Nice work, Chuck!  I particularly like the grain in the second photo.


----------



## Dalecamino (Dec 1, 2009)

wdcav1952 said:


> Nice work, Chuck! I particularly like the grain in the second photo.


 Thanks Cav ! It was unfortunate that alot of the sapwood got turned away . It was a very nice looking blank before turning . But still , not a bad looking grain . I think the owner will be pleased with it .


----------



## ZanderPommo (Dec 1, 2009)

looks great and looks like cherry


----------



## johnnycnc (Dec 1, 2009)

Nice one, Chuck! That looks good with the sapwood showing!


----------



## CSue (Dec 1, 2009)

Beautiful colors in that wood! Nice pen.


----------



## Dalecamino (Dec 2, 2009)

Thank you , Zander , John and Cathy Sue .


----------



## artme (Dec 2, 2009)

Whatever the tree was, you've made a beautiful pen from it!!!


----------



## Dalecamino (Dec 3, 2009)

artme said:


> Whatever the tree was, you've made a beautiful pen from it!!!


 Thank you Arthur !


----------



## markgum (Dec 3, 2009)

sweet looking pen.


----------



## maxman400 (Dec 3, 2009)

Great Pen, and Finish,


----------



## Mrs Rojo22 (Dec 3, 2009)

Very nice!

Robin


----------



## L1Truckie (Dec 3, 2009)

Thats a beautiful pen, Im not one that likes a gold finish at all, it "dates" the pens to much for me...but I must say, maybe its the cherry...but it adds a certain warmth to it!  One of the few golds I really like  I would buy it   And a good story behind it to 

...On a side note....your name reminds me of a cousin of mine.  His name is Al and has a beautiful El-Camino....we all of course call it the Al-Camino....


----------



## Dalecamino (Dec 4, 2009)

Thanks all ! Levi , I seldom use gold kits myself . But I got some of these from a member who was thinning out his stock . Cool story about the Al-camino . My nephew named this one for me about 18 years ago , and it has stuck . Thanks for the compliment on the pen .


----------



## NewLondon88 (Dec 4, 2009)

That looks great. 
You can also throw that sucker on the windowsill in the sun and it will 
darken and you'll get a deeper color. Cherry is great like that.


----------



## cnirenberg (Dec 4, 2009)

Chuck,
That is really a great looking pen.


----------



## Dalecamino (Dec 4, 2009)

NewLondon88 said:


> That looks great.
> You can also throw that sucker on the windowsill in the sun and it will
> darken and you'll get a deeper color. Cherry is great like that.
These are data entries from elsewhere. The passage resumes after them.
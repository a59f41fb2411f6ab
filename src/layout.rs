/// Width of the label's text fields (`c25` in the header definitions).
pub const DESCRIPTION_WIDTH: usize = 25;

/// Two printable lines derived from an item description.
#[derive(Debug, Clone, Default, PartialEq, Eq)]
pub struct LabelLines {
    pub line1: String,
    /// Empty when the description fits on the first line.
    pub line2: String,
}

impl LabelLines {
    pub fn new<A: Into<String>, B: Into<String>>(line1: A, line2: B) -> Self {
        Self {
            line1: line1.into(),
            line2: line2.into(),
        }
    }
}

/// Split a description into two lines without breaking words.
///
/// The first line never exceeds `max_width` characters. It breaks at the last
/// space inside the first `max_width` characters; when there is none, the text
/// is cut hard at `max_width`. The remainder goes to the second line as is,
/// even when it is itself longer than `max_width`.
pub fn split_description(description: &str, max_width: usize) -> LabelLines {
    let text = description.trim();
    let limit = match text.char_indices().nth(max_width) {
        Some((offset, _)) => offset,
        // At most `max_width` chars: fits on one line.
        None => return LabelLines::new(text, ""),
    };

    let split_at = match text[..limit].rfind(' ') {
        Some(pos) if pos > 0 => pos,
        _ => limit,
    };

    LabelLines::new(text[..split_at].trim(), text[split_at..].trim())
}

#[cfg(test)]
mod tests {
    use super::*;
    use pretty_assertions::assert_eq;

    #[test]
    fn short_text_stays_on_first_line() {
        assert_eq!(
            split_description("Short", DESCRIPTION_WIDTH),
            LabelLines::new("Short", "")
        );
        assert_eq!(split_description("", DESCRIPTION_WIDTH), LabelLines::default());
    }

    #[test]
    fn exact_width_is_not_split() {
        let text = "a".repeat(DESCRIPTION_WIDTH);
        let lines = split_description(&text, DESCRIPTION_WIDTH);
        assert_eq!(lines.line1, text);
        assert_eq!(lines.line2, "");
    }

    #[test]
    fn surrounding_whitespace_is_trimmed_before_measuring() {
        let text = format!("   {}   ", "b".repeat(DESCRIPTION_WIDTH));
        let lines = split_description(&text, DESCRIPTION_WIDTH);
        assert_eq!(lines.line1, "b".repeat(DESCRIPTION_WIDTH));
        assert_eq!(lines.line2, "");
    }

    #[test]
    fn breaks_at_last_space_before_limit() {
        let lines = split_description(
            "TORNILLO HEXAGONAL ACERO INOXIDABLE M8",
            DESCRIPTION_WIDTH,
        );
        assert_eq!(lines, LabelLines::new("TORNILLO HEXAGONAL ACERO", "INOXIDABLE M8"));
        assert!(lines.line1.chars().count() <= DESCRIPTION_WIDTH);
    }

    #[test]
    fn split_preserves_words() {
        let text = "the quick brown fox jumps over the lazy dog";
        let lines = split_description(text, DESCRIPTION_WIDTH);
        assert!(lines.line1.chars().count() <= DESCRIPTION_WIDTH);
        assert!(!lines.line1.ends_with(' '));
        assert_eq!(format!("{} {}", lines.line1, lines.line2), text);
    }

    #[test]
    fn space_at_the_limit_is_outside_the_window() {
        // 25 chars, then a space at index 25: the only break candidate lies
        // outside the searched window, so the cut is hard.
        let text = format!("{} tail", "x".repeat(25));
        let lines = split_description(&text, DESCRIPTION_WIDTH);
        assert_eq!(lines.line1, "x".repeat(25));
        assert_eq!(lines.line2, "tail");
    }

    #[test]
    fn unbroken_token_is_hard_split() {
        let text = "ABCDEFGHIJKLMNOPQRSTUVWXYZ0123";
        let lines = split_description(text, DESCRIPTION_WIDTH);
        assert_eq!(lines.line1, "ABCDEFGHIJKLMNOPQRSTUVWXY");
        assert_eq!(lines.line2, "Z0123");
    }

    #[test]
    fn second_line_is_not_resplit() {
        let text = format!("short {}", "y".repeat(40));
        let lines = split_description(&text, DESCRIPTION_WIDTH);
        assert_eq!(lines.line1, "short");
        assert_eq!(lines.line2, "y".repeat(40));
    }

    #[test]
    fn widths_count_characters_not_bytes() {
        let text = "ÑANDÚ ÁRBOL CAMIÓN PEQUEÑO AZUL";
        let lines = split_description(text, DESCRIPTION_WIDTH);
        assert_eq!(lines, LabelLines::new("ÑANDÚ ÁRBOL CAMIÓN", "PEQUEÑO AZUL"));

        let wide = "é".repeat(30);
        let lines = split_description(&wide, DESCRIPTION_WIDTH);
        assert_eq!(lines.line1, "é".repeat(25));
        assert_eq!(lines.line2, "é".repeat(5));
    }

    #[test]
    fn tabs_are_not_break_points() {
        let text = format!("abc\t{}", "d".repeat(30));
        let lines = split_description(&text, DESCRIPTION_WIDTH);
        assert_eq!(lines.line1.chars().count(), DESCRIPTION_WIDTH);
        assert!(lines.line1.starts_with("abc\t"));
    }
}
Now THAT is a good piece of information . Thanks ! I was thinking it would be nicer if it was a little darker . We shall see . Although , it may be some time before we see any sunshine around here . THANKS cHARLIE !

Thanks Cris ! Glad you approve ! :biggrin:


----------



## dustmaker (Dec 4, 2009)

That is one very attractive pen.  I like seeing those made from local wood and yours came out very well.  One I would be proud to carry.


----------



## Dalecamino (Dec 4, 2009)

dustmaker said:


> That is one very attractive pen. I like seeing those made from local wood and yours came out very well. One I would be proud to carry.


 Thanks Frank . I know some guys keep chainsaws in their cars just for stuff like this . :biggrin:


----------



## Rollerbob (Dec 4, 2009)

Cherry..................cherry pie. Nice pen Chuck. Now to just get this darn song out of my head!!!


----------



## www (Dec 4, 2009)

very nice chuck.


----------



## Dalecamino (Dec 4, 2009)

Rollerbob said:


> Cherry..................cherry pie. Nice pen Chuck. Now to just get this darn song out of my head!!!


 Bah-Da-Da-Da-Da ....... thanks alot Bob !!  I think you just got it into mine  :biggrin:

Thanks Josh !


----------



## rej19 (Dec 4, 2009)

Chuck, I can darken the pen up for you. It's a secret technique that takes years. Send it over and I will get started.


----------



## Dalecamino (Dec 4, 2009)

rej19 said:


> Chuck, I can darken the pen up for you. It's a secret technique that takes years. Send it over and I will get started.


 That would be so good of you to do that for me Ron . :wink: Go out and stand by the mail box , and let me know when it gets there . :biggrin::tongue:


----------



## YORKGUM (Dec 6, 2009)

Very nice. Great job on the finish.


----------



## Dalecamino (Dec 6, 2009)

YORKGUM said:


> Very nice. Great job on the finish.


 Thank you Robert !


----------



## BigShed (Dec 6, 2009)

That's a good looking pen there Charles, love the look of the gold titanium with that lovely Black Cherry.

Job well done, he should be happy with that.


----------



## Dalecamino (Dec 6, 2009)

BigShed said:


> That's a good looking pen there Charles, love the look of the gold titanium with that lovely Black Cherry.
> 
> Job well done, he should be happy with that.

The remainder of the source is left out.